2.2.1 Cdv系统的组成与功能: 通常,Cdv系统核心组件包括CdvA、CdvB和CdvC (表 1)。此外,CdvB存在部分旁系同源蛋白(Paralogs),但其作用机制仍不清楚。目前,仅在泉古菌、奇古菌以及深古菌中发现CdvA蛋白[6, 51]。在硫化叶菌基因组中,CdvA、CdvB、CdvC基因两两成簇排列,而CdvB的旁系同源蛋白(CdvB1、CdvB2和CdvB3)基因则分散在染色体的不同位置[6]。值得一提的是,不同的古菌含有的CdvB旁系同源蛋白基因数目有差异,如奇古菌的Nitrosopumilus maritimus具有3个CdvB旁系同源蛋白,部分硫化叶菌具有三个,而脱硫球菌仅有一个或两个[51, 54]。
表 1. 真核与古菌ESCRT系统的组成比较(根据参考文献[6]修改) Table 1. The comparison of ESCRT components in eukaryotes and archaea[6]

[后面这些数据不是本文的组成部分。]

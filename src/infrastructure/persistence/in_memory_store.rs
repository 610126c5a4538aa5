use std::collections::HashMap;
use std::sync::Mutex;

use crate::domain::entities::building::Building;
use crate::domain::entities::reading::Reading;
use crate::domain::ports::store::{BuildingStore, ReadingStore, StoreError};

/// In-memory building registry and reading history.
///
/// Readings are kept sorted ascending by timestamp on insert, so snapshots
/// handed to the engine always satisfy its ordering invariant.
pub struct InMemoryStore {
    buildings: Mutex<Vec<Building>>,
    readings: Mutex<HashMap<String, Vec<Reading>>>,
}

impl InMemoryStore {
    #[must_use]
    pub fn new() -> Self {
        Self {
            buildings: Mutex::new(Vec::new()),
            readings: Mutex::new(HashMap::new()),
        }
    }
}

impl Default for InMemoryStore {
    fn default() -> Self {
        Self::new()
    }
}

impl BuildingStore for InMemoryStore {
    fn save_building(&self, building: &Building) -> Result<(), StoreError> {
        let mut buildings = self
            .buildings
            .lock()
            .map_err(|_| StoreError::WriteFailed("lock poisoned".into()))?;
        if let Some(existing) = buildings.iter_mut().find(|b| b.id == building.id) {
            *existing = building.clone();
        } else {
            buildings.push(building.clone());
            drop(buildings);
            self.readings
                .lock()
                .map_err(|_| StoreError::WriteFailed("lock poisoned".into()))?
                .entry(building.id.clone())
                .or_default();
        }
        Ok(())
    }

    fn get_building(&self, id: &str) -> Result<Option<Building>, StoreError> {
        Ok(self
            .buildings
            .lock()
            .map_err(|_| StoreError::ReadFailed("lock poisoned".into()))?
            .iter()
            .find(|b| b.id == id)
            .cloned())
    }

    fn list_buildings(&self) -> Result<Vec<Building>, StoreError> {
        Ok(self
            .buildings
            .lock()
            .map_err(|_| StoreError::ReadFailed("lock poisoned".into()))?
            .clone())
    }
}

impl ReadingStore for InMemoryStore {
    fn append_readings(&self, building_id: &str, readings: &[Reading]) -> Result<(), StoreError> {
        let mut map = self
            .readings
            .lock()
            .map_err(|_| StoreError::WriteFailed("lock poisoned".into()))?;
        let history = map
            .get_mut(building_id)
            .ok_or_else(|| StoreError::BuildingNotFound(building_id.to_string()))?;
        history.extend_from_slice(readings);
        // Stable sort: equal timestamps keep their insertion order.
        history.sort_by_key(|r| r.timestamp);
        Ok(())
    }

    fn get_readings(&self, building_id: &str) -> Result<Vec<Reading>, StoreError> {
        self.readings
            .lock()
            .map_err(|_| StoreError::ReadFailed("lock poisoned".into()))?
            .get(building_id)
            .cloned()
            .ok_or_else(|| StoreError::BuildingNotFound(building_id.to_string()))
    }
}
use chrono::Timelike;
use serde::{Deserialize, Serialize};

use crate::domain::analytics::stats::Stats;
use crate::domain::entities::reading::Reading;

/// Minimum samples before an hour bucket is statistically reliable.
/// Buckets below this are still populated; consumers skip them.
pub const MIN_RELIABLE_SAMPLES: usize = 3;

/// Consumption statistics for one hour of the day.
#[derive(Debug, Clone, Copy, PartialEq, Serialize, Deserialize, Default)]
pub struct HourBucket {
    pub mean: f64,
    pub std_dev: f64,
    pub count: usize,
}

/// Per-hour consumption statistics for one day type.
///
/// All 24 hours are always present; hours with no samples carry zeroed stats
/// and a count of zero.
#[derive(Debug, Clone, PartialEq, Serialize, Deserialize)]
pub struct HourlyProfile {
    hours: [HourBucket; 24],
}

impl HourlyProfile {
    /// Build a profile by bucketing readings on their hour of day.
    ///
    /// The caller is expected to have filtered readings to a single day type;
    /// the builder itself is day-type agnostic.
    #[must_use]
    pub fn build<'a, I>(readings: I) -> Self
    where
        I: IntoIterator<Item = &'a Reading>,
    {
        let mut values: [Vec<f64>; 24] = std::array::from_fn(|_| Vec::new());
        for reading in readings {
            let hour = reading.timestamp.hour() as usize;
            values[hour].push(reading.consumption);
        }

        let hours = std::array::from_fn(|h| {
            let stats = Stats::from_values(&values[h]);
            HourBucket {
                mean: stats.mean,
                std_dev: stats.std_dev,
                count: values[h].len(),
            }
        });
        Self { hours }
    }

    /// Bucket for `hour` (0–23).
    ///
    /// # Panics
    ///
    /// Panics if `hour > 23`; callers pass `chrono` hours which are in range.
    #[must_use]
    pub fn bucket(&self, hour: u32) -> &HourBucket {
        &self.hours[hour as usize]
    }

    /// Arithmetic mean of all 24 hourly means, empty hours included as zero.
    ///
    /// This is the reference point for the "typically low-usage hour" test in
    /// schedule detection.
    #[must_use]
    pub fn overall_hourly_mean(&self) -> f64 {
        self.hours.iter().map(|b| b.mean).sum::<f64>() / 24.0
    }

    /// Iterate buckets in hour order (0–23).
    #[allow(clippy::cast_possible_truncation)]
    pub fn iter(&self) -> impl Iterator<Item = (u32, &HourBucket)> {
        self.hours.iter().enumerate().map(|(h, b)| (h as u32, b))
    }
}

impl Default for HourlyProfile {
    fn default() -> Self {
        Self {
            hours: [HourBucket::default(); 24],
        }
    }
}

| Complex | Eukaryote | Asgard archaea | TACK archaea |
| CdvA | - | - | Thaumarchaea, Crenarchaea, Bathyarchaea |
| ESCRT-Ⅰ | Vps23 Vps28 Vps37 Mvb12 | Vps23-like (some Asgard archaea) Vps28-like (some Asgard archaea) - - | - - - - |
| ESCRT-Ⅱ | Vps22/36 Vps25 | Vps22/36-like (some Asgard archaea) Vps25-like (some Asgard archaea) | - - |
| ESCRT-Ⅲ | Vps2/24/46 Vps20/32/60 | Vps2/24/46-like Vps20/32/60-like | CdvB, CdvB1, CdvB2, CdvB3 - |
| Vps4 | Vps4 Vta1 | Vps4-like - | CdvC - |
表选项
CdvA在古菌中与DNA、质膜、CdvB存在互作;在泉古菌中,CdvA作为Cdv系统的组成部分,其功能是定位于分裂位点并间接将CdvB锚定到膜上[55-56]。CdvA由N端、卷曲螺旋结构域和C端构成,N端被预测为光反应中心桶状结构(PRC,photosynthetic reaction center-barrel),但其功能未知[57];卷曲螺旋结构域被认为是负责与古菌质膜及DNA结合[55-56];部分古菌的CdvA的C末端是高度保守的基序,形成带翼螺旋样结构(Winged-helix)[55]。研究发现,Cdv系统中,CdvA仅与CdvB存在互作,并且是通过带翼螺旋结构间的特殊结合方式互作;CdvB的C端的带翼螺旋结构,也被称为“折翼”,CdvA的C端带翼螺旋样结构插入到CdvB的带翼螺旋结构的缝隙中,形成新的“完整”带翼螺旋结构[55]。奇古菌门的Cenarcheum symbiosum和N. maritimus的CdvA的C端无高保守基序,相应的,它们的CdvB也缺乏带翼螺旋结构[55]。真核生物无CdvA,但有结构与CdvA相似的ESCRT-Ⅱ,ESCRT-Ⅱ各组分均有串联重复的带翼螺旋结构[58-59],且ESCRT-Ⅱ组分Vps25的带翼螺旋结构与ESCRT-Ⅲ的Vps20存在直接相互作用[60]。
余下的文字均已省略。